Aksel takes his filled travel mug and walks out of the house, jingling with the car keys. I quickly consider asking him for a lift, just to see how he would act, because I am sure Ms Pink Cardigans needs to be picked up on the way to the office. They have a schedule for that car-sharing. But I am not dressed and made-up yet, and frankly I don’t have the energy for the portfolio thing today. With Aksel out of the house and the tattoo changing in bright daylight, I might be able to fathom something out.

I go into the attic room, which is a cramped space with a bit of everything. We tried to make it into a studio for me, but the skylight gives the wrong illumination. Then Aksel wanted it as his game room. When he didn’t use it enough, we added some bookshelves and a worn-out armchair. Then things simply started to pile up there – all our hobbies and pastimes the passion for which gradually faded ended up here.

I push the boxes aside and drag the old armchair straight under the skylight, leaving scratches on the wooden floor. For hours on end, I sit there in the shifting light and look at the lines appearing and disappearing. This dance seems meaningless to me until a particularly sharp pain causes a burst of colour around the new lines. The mixture of a throbbing ache against the purple background, which only accentuates the lines, reminds me of something. It is as if in the coloured tattoo I finally see the 3D illusion. In bursts of sounds and emotions, like comics frames changing, memories come back.

I stood over a limp body of a man in a suit just like Aksel always wears.
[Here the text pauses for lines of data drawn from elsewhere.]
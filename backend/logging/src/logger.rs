//! Structured Logger
//!
//! Wraps `tracing` with a human-readable console layer on stderr and, when a
//! log directory is configured, a daily rolling NDJSON file.

use std::path::Path;

use tracing_appender::rolling::{RollingFileAppender, Rotation};
use tracing_subscriber::{EnvFilter, fmt, layer::SubscriberExt, util::SubscriberInitExt};

/// File name prefix of the rolling log, e.g. `warelay.log.2026-10-19`.
pub const LOG_FILE_PREFIX: &str = "warelay.log";

/// Initialize the global logger.
///
/// `RUST_LOG` wins over `level` when set. Stdout is left to command output.
/// Calling this twice is a no-op.
pub fn init_logger(level: &str, log_dir: Option<&Path>) {
    let env_filter = EnvFilter::try_from_default_env().unwrap_or_else(|_| EnvFilter::new(level));

    let file_layer = log_dir.map(|dir| {
        let file_appender = RollingFileAppender::new(Rotation::DAILY, dir, LOG_FILE_PREFIX);
        fmt::layer()
            .json()
            .with_writer(file_appender)
            .with_ansi(false)
    });

    let console_layer = fmt::layer()
        .with_writer(std::io::stderr)
        .with_target(false)
        .with_ansi(true);

    let _ = tracing_subscriber::registry()
        .with(env_filter)
        .with(console_layer)
        .with(file_layer)
        .try_init();
}
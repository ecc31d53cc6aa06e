use tracing::trace;

use crate::ir::{MarkdownIr, MarkdownStyle};
use crate::spans::{clamp_link_spans, clamp_style_spans, merge_style_spans};

/// Trim, clamp and canonicalize a freshly rendered IR.
///
/// Trailing whitespace is removed except where it belongs to a code block.
pub fn normalize_ir(raw: MarkdownIr) -> MarkdownIr {
    let MarkdownIr {
        mut text,
        styles,
        links,
    } = raw;

    let trimmed_len = text.trim_end().len();
    let code_block_end = styles
        .iter()
        .filter(|span| span.style == MarkdownStyle::CodeBlock)
        .map(|span| span.end)
        .max()
        .unwrap_or(0);
    let final_len = trimmed_len.max(code_block_end).min(text.len());
    text.truncate(final_len);

    let clamped_styles = clamp_style_spans(&styles, final_len);
    let links = clamp_link_spans(&links, final_len);
    let dropped = styles.len() - clamped_styles.len();
    if dropped > 0 {
        trace!(dropped, final_len, "dropped empty style spans");
    }

    MarkdownIr {
        text,
        styles: merge_style_spans(&clamped_styles),
        links,
    }
}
The face of his years-long business partner and friend was not lewd or smug anymore. And his cock was very much limp as a pull of blood gathered underneath him. I had enough of being forced to and being shared, like it was nothing… like I was a thing.
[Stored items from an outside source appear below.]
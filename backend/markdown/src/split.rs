//! Length-bounded text splitting
//!
//! Limits count characters, the unit messaging transports enforce on message
//! bodies. Pieces are sub-slices of the input.

use std::convert::Infallible;

/// Splits text into pieces of at most `limit` characters.
///
/// Joining the pieces with whitespace between consecutive pieces must give
/// back the input text. Only whitespace may be dropped at a split point.
pub trait TextSplitter {
    type Error;

    fn split<'t>(&self, text: &'t str, limit: usize) -> Result<Vec<&'t str>, Self::Error>;
}

/// Default splitter: prefers line breaks, then word boundaries, then a hard
/// break at the limit.
#[derive(Debug, Clone, Copy, Default)]
pub struct WhitespaceSplitter;

impl TextSplitter for WhitespaceSplitter {
    type Error = Infallible;

    fn split<'t>(&self, text: &'t str, limit: usize) -> Result<Vec<&'t str>, Self::Error> {
        Ok(split_text(text, limit))
    }
}

pub fn split_text(text: &str, limit: usize) -> Vec<&str> {
    if text.is_empty() {
        return Vec::new();
    }
    if limit == 0 || text.char_indices().nth(limit).is_none() {
        return vec![text];
    }

    let mut pieces = Vec::new();
    let mut remaining = text;
    // `nth(limit)` exists exactly when more than `limit` characters remain; its
    // byte offset is the end of the window.
    while let Some((window_end, _)) = remaining.char_indices().nth(limit) {
        let window = &remaining[..window_end];
        let break_at = window
            .rfind('\n')
            .filter(|&idx| idx > 0)
            .or_else(|| {
                window
                    .char_indices()
                    .rev()
                    .find(|(_, c)| c.is_whitespace())
                    .map(|(idx, _)| idx)
                    .filter(|&idx| idx > 0)
            })
            .unwrap_or(window_end);

        let piece = remaining[..break_at].trim_end();
        if !piece.is_empty() {
            pieces.push(piece);
        }
        remaining = remaining[break_at..].trim_start();
    }
    if !remaining.is_empty() {
        pieces.push(remaining);
    }
    pieces
}
//! Image storage orchestrator
//!
//! Ties validation, the codec backend and the sandboxed filesystem together.
//! A stored image is the pair `{root}/{id}.{ext}` (resized original) and
//! `{root}/{id}-thumbnail.{ext}` (square thumbnail). Store writes both or
//! leaves neither, Get never reveals why a lookup failed, and bulk delete
//! never fails as a whole.

use std::path::PathBuf;
use std::sync::Arc;
use std::time::Instant;

use imgvault_core::{ImageConfig, ImageError, ImageResult, StorageIdentifier, UploadCandidate};
use imgvault_processing::{
    CropMode, EncodeParams, ImageBackend, RustImageBackend, TransformError, UploadValidator,
};
use imgvault_storage::{
    extract_identifier, generate_identifier, ArtifactKind, LocalStorage, SandboxedPath,
    StorageError,
};
use tokio::io::AsyncReadExt;

use crate::cleanup::remove_artifacts;

/// A stored artifact opened for reading.
#[derive(Debug)]
pub struct StoredImageFile {
    pub path: PathBuf,
    /// MIME type of the configured output format.
    pub content_type: &'static str,
    pub len: u64,
    pub file: tokio::fs::File,
}

impl StoredImageFile {
    /// Read the remaining contents of the file into memory.
    pub async fn read_all(mut self) -> ImageResult<Vec<u8>> {
        let mut buffer = Vec::with_capacity(self.len as usize);
        self.file
            .read_to_end(&mut buffer)
            .await
            .map_err(|e| ImageError::io(format!("reading {}", self.path.display()), e))?;
        Ok(buffer)
    }
}

#[derive(Clone)]
pub struct ImageStorageService {
    config: Arc<ImageConfig>,
    validator: UploadValidator,
    backend: Arc<dyn ImageBackend>,
    storage: LocalStorage,
}

impl ImageStorageService {
    /// Service backed by the `image` crate codec.
    pub fn new(config: ImageConfig) -> anyhow::Result<Self> {
        let backend = Arc::new(RustImageBackend::new(config.max_pixels));
        Self::with_backend(config, backend)
    }

    /// Fails if `config` does not pass [`ImageConfig::validate`].
    pub fn with_backend(
        config: ImageConfig,
        backend: Arc<dyn ImageBackend>,
    ) -> anyhow::Result<Self> {
        config.validate()?;

        let validator = UploadValidator::from_config(&config);
        let storage = LocalStorage::new(
            config.upload_root.clone(),
            config.output_format.extension(),
        );

        Ok(Self {
            config: Arc::new(config),
            validator,
            backend,
            storage,
        })
    }

    pub fn config(&self) -> &ImageConfig {
        &self.config
    }

    /// Validate an upload, then persist its resized original and thumbnail.
    ///
    /// Nothing touches the filesystem until validation passes. If anything
    /// fails after that, both target files are removed before the error is
    /// returned.
    #[tracing::instrument(
        skip(self, candidate),
        fields(size_bytes = candidate.data.len(), content_type = ?candidate.content_type)
    )]
    pub async fn store(&self, candidate: UploadCandidate) -> ImageResult<StorageIdentifier> {
        let start = Instant::now();

        let kind = self.validator.validate_all(&candidate).map_err(|e| {
            tracing::debug!(error = %e, "Upload rejected");
            ImageError::from(e)
        })?;

        let identifier = generate_identifier();
        let id = identifier.to_string();

        self.storage.ensure_root().await.map_err(|e| {
            tracing::error!(
                root = %self.storage.root().display(),
                error = %e,
                "Failed to create upload root"
            );
            ImageError::from(e)
        })?;

        let original_path = self.storage.artifact_path(&id, ArtifactKind::Original)?;
        let thumbnail_path = self.storage.artifact_path(&id, ArtifactKind::Thumbnail)?;

        if let Err(e) = self
            .write_artifacts(candidate.data, &original_path, &thumbnail_path)
            .await
        {
            tracing::error!(image_id = %id, error = %e, "Failed to store image, cleaning up");
            let removed =
                remove_artifacts(&self.storage, &[&original_path, &thumbnail_path]).await;
            tracing::debug!(image_id = %id, removed, "Cleanup after failed store finished");
            return Err(e);
        }

        tracing::info!(
            image_id = %id,
            source_kind = %kind,
            format = %self.config.output_format,
            duration_ms = start.elapsed().as_secs_f64() * 1000.0,
            "Image stored"
        );

        Ok(identifier)
    }

    /// Steps after the paths are known: original first, then a thumbnail cut
    /// from the original as written to disk.
    async fn write_artifacts(
        &self,
        data: Vec<u8>,
        original_path: &SandboxedPath,
        thumbnail_path: &SandboxedPath,
    ) -> ImageResult<()> {
        let original_params = EncodeParams {
            width: self.config.max_width,
            height: self.config.max_height,
            quality: self.config.quality,
            format: self.config.output_format,
            crop: CropMode::Fit,
        };
        let original = self.transform(data, original_params).await?;
        self.storage.write(original_path, &original).await?;

        let stored_original = self.storage.read(original_path).await?;

        let thumbnail_params = EncodeParams {
            width: self.config.thumbnail_size,
            height: self.config.thumbnail_size,
            crop: CropMode::CenterCrop,
            ..original_params
        };
        let thumbnail = self.transform(stored_original, thumbnail_params).await?;
        self.storage.write(thumbnail_path, &thumbnail).await?;

        Ok(())
    }

    /// Decode, resize and encode on the blocking pool.
    async fn transform(&self, data: Vec<u8>, params: EncodeParams) -> ImageResult<Vec<u8>> {
        let backend = Arc::clone(&self.backend);

        let encoded = tokio::task::spawn_blocking(move || {
            let img = backend.decode(&data)?;
            backend.resize_and_encode(&img, &params)
        })
        .await
        .map_err(|e| ImageError::Processing(format!("transform task failed: {}", e)))?;

        encoded.map_err(|e| {
            match &e {
                TransformError::Decode(_) | TransformError::TooManyPixels { .. } => {
                    tracing::error!(error = %e, crop = ?params.crop, "Failed to decode image");
                }
                TransformError::Encode(_) => {
                    tracing::error!(error = %e, crop = ?params.crop, "Failed to encode image");
                }
            }
            ImageError::from(e)
        })
    }

    /// Open a stored original or thumbnail.
    ///
    /// Blank or traversal-bearing identifiers, missing files and unreadable
    /// files all return `None`. Rejected identifiers never reach the filesystem.
    #[tracing::instrument(skip(self))]
    pub async fn get(&self, identifier: &str, thumbnail: bool) -> Option<StoredImageFile> {
        let kind = ArtifactKind::from_thumbnail_flag(thumbnail);

        let path = match self.storage.artifact_path(identifier, kind) {
            Ok(path) => path,
            Err(e) => {
                log_rejected_identifier(identifier, &e);
                return None;
            }
        };

        let opened = self.storage.open_readable(&path).await?;

        Some(StoredImageFile {
            path: opened.path,
            content_type: self.config.output_format.mime_type(),
            len: opened.len,
            file: opened.file,
        })
    }

    /// Delete the images referenced by each URL, independently and best-effort.
    ///
    /// Unusable URLs are skipped and failures are only logged; the remaining
    /// URLs are always processed.
    #[tracing::instrument(skip(self, urls), fields(count = urls.len()))]
    pub async fn delete_bulk<S: AsRef<str>>(&self, urls: &[S]) {
        let mut deleted_files = 0usize;
        let mut skipped = 0usize;

        for url in urls {
            let url = url.as_ref();

            let Some(identifier) = extract_identifier(url) else {
                tracing::debug!(url = %url, "No identifier in URL, skipping");
                skipped += 1;
                continue;
            };

            let paths = self
                .storage
                .artifact_path(&identifier, ArtifactKind::Original)
                .and_then(|original| {
                    self.storage
                        .artifact_path(&identifier, ArtifactKind::Thumbnail)
                        .map(|thumbnail| (original, thumbnail))
                });
            let (original, thumbnail) = match paths {
                Ok(paths) => paths,
                Err(e) => {
                    log_rejected_identifier(&identifier, &e);
                    skipped += 1;
                    continue;
                }
            };

            let removed = remove_artifacts(&self.storage, &[&original, &thumbnail]).await;
            if removed > 0 {
                tracing::info!(image_id = %identifier, removed, "Image deleted");
            } else {
                tracing::debug!(image_id = %identifier, "Image already absent");
            }
            deleted_files += removed;
        }

        tracing::info!(deleted_files, skipped, "Bulk delete completed");
    }

    /// Identifiers of every stored image, sorted.
    #[tracing::instrument(skip(self))]
    pub async fn list_ids(&self) -> ImageResult<Vec<String>> {
        Ok(self.storage.list_identifiers().await?)
    }
}

fn log_rejected_identifier(identifier: &str, err: &StorageError) {
    match err {
        StorageError::InvalidKey(_) => {
            tracing::warn!(identifier = %identifier, "Path traversal attempt rejected");
        }
        _ => {
            tracing::debug!(error = %err, "Identifier rejected");
        }
    }
}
I sat in front of a commission of psychiatrists, whose verdict would go to the judges. Their choir repeated to me Aksel’s statements about my so-called creative moods and passion swings and the whole case being me simply getting jump-scared by Antoine. Because surely I knew him for years; Aksel’s friend and partner was a regular guest in our house, blablabla. I wonder why none of the detectives paid too much attention to the fact that the whole business with its recent profits went to Aksel afterwards. They were all too focused on the unstable wife. So convenient.

I lay on the couch in the tattoo parlour, a few hours before they would run a comprehensive therapy, consisting of, as I was told, various medications and brain stimulations to help me get back to normal. I had withdrawn all my savings from the bank account and came to this place, where they offer something out-of-the-box. Nanotech Retrospect Tattoo. Basically, a way to inject an image of your previous self under your skin. I didn’t realise at the time, when I asked them to make it abstract, I would require all these years to remember things. That the comprehensive therapy would erase so much I would stare at those polygons for hours questioning my sanity when tattooing them on my skin.
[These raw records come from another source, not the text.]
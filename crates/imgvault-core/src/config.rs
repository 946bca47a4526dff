//! Configuration module
//!
//! `ImageConfig` is built once at startup and handed to each component; nothing
//! in the pipeline reads configuration from ambient state after that.

use std::env;
use std::path::PathBuf;

use crate::models::OutputFormat;

const MAX_FILE_SIZE_BYTES: usize = 10 * 1024 * 1024;
const MAX_WIDTH: u32 = 500;
const MAX_HEIGHT: u32 = 500;
const THUMBNAIL_SIZE: u32 = 150;
const QUALITY: f32 = 0.85;
const MAX_PIXELS: u64 = 50_000_000;
const ALLOWED_CONTENT_TYPES: &str =
    "image/jpeg,image/jpg,image/png,image/webp,image/bmp,image/gif";

/// Image ingestion configuration
#[derive(Clone, Debug)]
pub struct ImageConfig {
    /// Sandbox root; every artifact lives directly inside it.
    pub upload_root: PathBuf,
    pub max_file_size_bytes: usize,
    pub max_width: u32,
    pub max_height: u32,
    /// Side length of the square thumbnail.
    pub thumbnail_size: u32,
    /// Output quality factor in [0, 1].
    pub quality: f32,
    pub output_format: OutputFormat,
    /// Decoded images with more pixels than this are refused.
    pub max_pixels: u64,
    pub allowed_content_types: Vec<String>,
}

impl ImageConfig {
    /// Configuration with default limits rooted at `upload_root`.
    pub fn new(upload_root: impl Into<PathBuf>) -> Self {
        Self {
            upload_root: upload_root.into(),
            max_file_size_bytes: MAX_FILE_SIZE_BYTES,
            max_width: MAX_WIDTH,
            max_height: MAX_HEIGHT,
            thumbnail_size: THUMBNAIL_SIZE,
            quality: QUALITY,
            output_format: OutputFormat::default(),
            max_pixels: MAX_PIXELS,
            allowed_content_types: split_list(ALLOWED_CONTENT_TYPES),
        }
    }

    pub fn from_env() -> Result<Self, anyhow::Error> {
        dotenvy::dotenv().ok();
        Self::from_lookup(|key| env::var(key).ok())
    }

    /// Build from an arbitrary key lookup (environment, test map, ...).
    pub fn from_lookup<F>(lookup: F) -> Result<Self, anyhow::Error>
    where
        F: Fn(&str) -> Option<String>,
    {
        let upload_root = lookup("IMAGES_UPLOAD_ROOT")
            .filter(|s| !s.trim().is_empty())
            .ok_or_else(|| anyhow::anyhow!("IMAGES_UPLOAD_ROOT must be set"))?;

        let mut config = Self::new(upload_root.trim());

        if let Some(v) = lookup("IMAGES_MAX_FILE_SIZE") {
            config.max_file_size_bytes = v
                .trim()
                .parse()
                .map_err(|_| anyhow::anyhow!("IMAGES_MAX_FILE_SIZE must be a valid number"))?;
        }
        if let Some(v) = lookup("IMAGES_MAX_WIDTH") {
            config.max_width = v
                .trim()
                .parse()
                .map_err(|_| anyhow::anyhow!("IMAGES_MAX_WIDTH must be a valid number"))?;
        }
        if let Some(v) = lookup("IMAGES_MAX_HEIGHT") {
            config.max_height = v
                .trim()
                .parse()
                .map_err(|_| anyhow::anyhow!("IMAGES_MAX_HEIGHT must be a valid number"))?;
        }
        if let Some(v) = lookup("IMAGES_THUMBNAIL_SIZE") {
            config.thumbnail_size = v
                .trim()
                .parse()
                .map_err(|_| anyhow::anyhow!("IMAGES_THUMBNAIL_SIZE must be a valid number"))?;
        }
        if let Some(v) = lookup("IMAGES_QUALITY") {
            config.quality = v
                .trim()
                .parse()
                .map_err(|_| anyhow::anyhow!("IMAGES_QUALITY must be a number in [0, 1]"))?;
        }
        if let Some(v) = lookup("IMAGES_OUTPUT_FORMAT") {
            config.output_format = OutputFormat::parse(&v)?;
        }
        if let Some(v) = lookup("IMAGES_MAX_PIXELS") {
            config.max_pixels = v
                .trim()
                .parse()
                .map_err(|_| anyhow::anyhow!("IMAGES_MAX_PIXELS must be a valid number"))?;
        }
        if let Some(v) = lookup("IMAGES_ALLOWED_CONTENT_TYPES") {
            config.allowed_content_types = split_list(&v);
        }

        config.validate()?;
        Ok(config)
    }

    pub fn validate(&self) -> Result<(), anyhow::Error> {
        if self.upload_root.as_os_str().is_empty() {
            return Err(anyhow::anyhow!("IMAGES_UPLOAD_ROOT must not be empty"));
        }

        if self.max_file_size_bytes == 0 {
            return Err(anyhow::anyhow!("IMAGES_MAX_FILE_SIZE must be greater than 0"));
        }

        if self.max_width == 0 || self.max_height == 0 || self.thumbnail_size == 0 {
            return Err(anyhow::anyhow!(
                "IMAGES_MAX_WIDTH, IMAGES_MAX_HEIGHT and IMAGES_THUMBNAIL_SIZE must be greater than 0"
            ));
        }

        if !(0.0..=1.0).contains(&self.quality) {
            return Err(anyhow::anyhow!(
                "IMAGES_QUALITY must be between 0 and 1 (got {})",
                self.quality
            ));
        }

        if self.max_pixels == 0 {
            return Err(anyhow::anyhow!("IMAGES_MAX_PIXELS must be greater than 0"));
        }

        if self.allowed_content_types.is_empty() {
            return Err(anyhow::anyhow!(
                "IMAGES_ALLOWED_CONTENT_TYPES must list at least one content type"
            ));
        }

        Ok(())
    }
}

fn split_list(s: &str) -> Vec<String> {
    s.split(',')
        .map(|s| s.trim().to_lowercase())
        .filter(|s| !s.is_empty())
        .collect()
}
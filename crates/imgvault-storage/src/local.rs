use std::io::ErrorKind;
use std::path::{Path, PathBuf};

use tokio::fs;
use tokio::io::AsyncWriteExt;

use crate::error::{StorageError, StorageResult};
use crate::keys::{identifier_from_file_name, ArtifactKind};
use crate::sandbox::{PathSandbox, SandboxedPath};

/// An artifact opened for reading.
#[derive(Debug)]
pub struct OpenedArtifact {
    pub path: PathBuf,
    pub len: u64,
    pub file: fs::File,
}

/// Flat-directory artifact store on the local filesystem.
///
/// Every operation takes a [`SandboxedPath`], so callers must go through
/// [`LocalStorage::artifact_path`] for each call.
#[derive(Debug, Clone)]
pub struct LocalStorage {
    sandbox: PathSandbox,
    extension: &'static str,
}

impl LocalStorage {
    /// Create a new LocalStorage
    ///
    /// # Arguments
    /// * `root` - Directory holding all artifacts (e.g., "/data/img")
    /// * `extension` - File extension shared by every artifact (e.g., "png")
    pub fn new(root: impl Into<PathBuf>, extension: &'static str) -> Self {
        Self {
            sandbox: PathSandbox::new(root),
            extension,
        }
    }

    pub fn root(&self) -> &Path {
        self.sandbox.root()
    }

    pub fn extension(&self) -> &'static str {
        self.extension
    }

    pub async fn ensure_root(&self) -> StorageResult<()> {
        self.sandbox.ensure_root().await
    }

    /// Validate `identifier` and build the checked path of one of its artifacts.
    pub fn artifact_path(&self, identifier: &str, kind: ArtifactKind) -> StorageResult<SandboxedPath> {
        self.sandbox
            .resolve_checked(identifier, kind.suffix(), self.extension)
    }

    /// Create (or truncate) the file and write `data` to it.
    pub async fn write(&self, path: &SandboxedPath, data: &[u8]) -> StorageResult<()> {
        let path = path.as_path();
        let start = std::time::Instant::now();

        let mut file = fs::File::create(path)
            .await
            .map_err(|e| StorageError::io(format!("creating {}", path.display()), e))?;

        file.write_all(data)
            .await
            .map_err(|e| StorageError::io(format!("writing {}", path.display()), e))?;

        file.sync_all()
            .await
            .map_err(|e| StorageError::io(format!("syncing {}", path.display()), e))?;

        tracing::debug!(
            path = %path.display(),
            size_bytes = data.len(),
            duration_ms = start.elapsed().as_secs_f64() * 1000.0,
            "Artifact written"
        );

        Ok(())
    }

    pub async fn read(&self, path: &SandboxedPath) -> StorageResult<Vec<u8>> {
        let path = path.as_path();
        fs::read(path)
            .await
            .map_err(|e| StorageError::io(format!("reading {}", path.display()), e))
    }

    /// Delete the file if present. Returns whether a file was removed.
    pub async fn remove_if_exists(&self, path: &SandboxedPath) -> StorageResult<bool> {
        let path = path.as_path();
        match fs::remove_file(path).await {
            Ok(()) => {
                tracing::debug!(path = %path.display(), "Artifact removed");
                Ok(true)
            }
            Err(e) if e.kind() == ErrorKind::NotFound => Ok(false),
            Err(e) => Err(StorageError::io(format!("deleting {}", path.display()), e)),
        }
    }

    /// Open a regular file for reading.
    ///
    /// Missing, non-regular and unreadable files all yield `None`.
    pub async fn open_readable(&self, path: &SandboxedPath) -> Option<OpenedArtifact> {
        let path = path.as_path();

        let metadata = match fs::metadata(path).await {
            Ok(metadata) => metadata,
            Err(e) => {
                tracing::debug!(path = %path.display(), error = %e, "Artifact not found");
                return None;
            }
        };
        if !metadata.is_file() {
            tracing::debug!(path = %path.display(), "Artifact is not a regular file");
            return None;
        }

        match fs::File::open(path).await {
            Ok(file) => Some(OpenedArtifact {
                path: path.to_path_buf(),
                len: metadata.len(),
                file,
            }),
            Err(e) => {
                tracing::debug!(path = %path.display(), error = %e, "Artifact not readable");
                None
            }
        }
    }

    /// Identifiers of all originals under the root, sorted.
    ///
    /// Thumbnails, files with another extension and subdirectories are
    /// skipped. A missing root is treated as empty.
    pub async fn list_identifiers(&self) -> StorageResult<Vec<String>> {
        let root = self.sandbox.root();

        let mut entries = match fs::read_dir(root).await {
            Ok(entries) => entries,
            Err(e) if e.kind() == ErrorKind::NotFound => return Ok(Vec::new()),
            Err(e) => {
                return Err(StorageError::io(
                    format!("listing {}", root.display()),
                    e,
                ))
            }
        };

        let mut identifiers = Vec::new();
        loop {
            let entry = entries
                .next_entry()
                .await
                .map_err(|e| StorageError::io(format!("listing {}", root.display()), e))?;
            let Some(entry) = entry else {
                break;
            };

            let is_file = entry
                .file_type()
                .await
                .map(|file_type| file_type.is_file())
                .unwrap_or(false);
            if !is_file {
                continue;
            }

            let file_name = entry.file_name();
            if let Some(identifier) = file_name
                .to_str()
                .and_then(|name| identifier_from_file_name(name, self.extension))
            {
                identifiers.push(identifier);
            }
        }

        identifiers.sort();
        Ok(identifiers)
    }
}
I relax in the armchair and lift my face to the last rays of sun, as the nanobots under my skin continue delivering their message. I still have to fathom out why it came to me right now. Was it Ms Pink Cardigans that nudged me to think of infidelity and doubt Aksel’s character? To stop ignoring other telltales? Perhaps, it was the fact that he will come out unscathed once again, get a new life, dump me, since I survived my usefulness and proved I am not going to talk. I almost wonder what he has in store for Ms Pink Cardigans. But that is not my problem.

Aksel. Antoine. The judges. The jury. They all saw me as a feeble piece. I look at the tattoo. I guess at one point I was. After all, I let Antoine and Aksel play with me for so long. But I inked those memories onto myself for a reason. I peer around wondering what out of all this junk would be useful by the time Aksel returns home.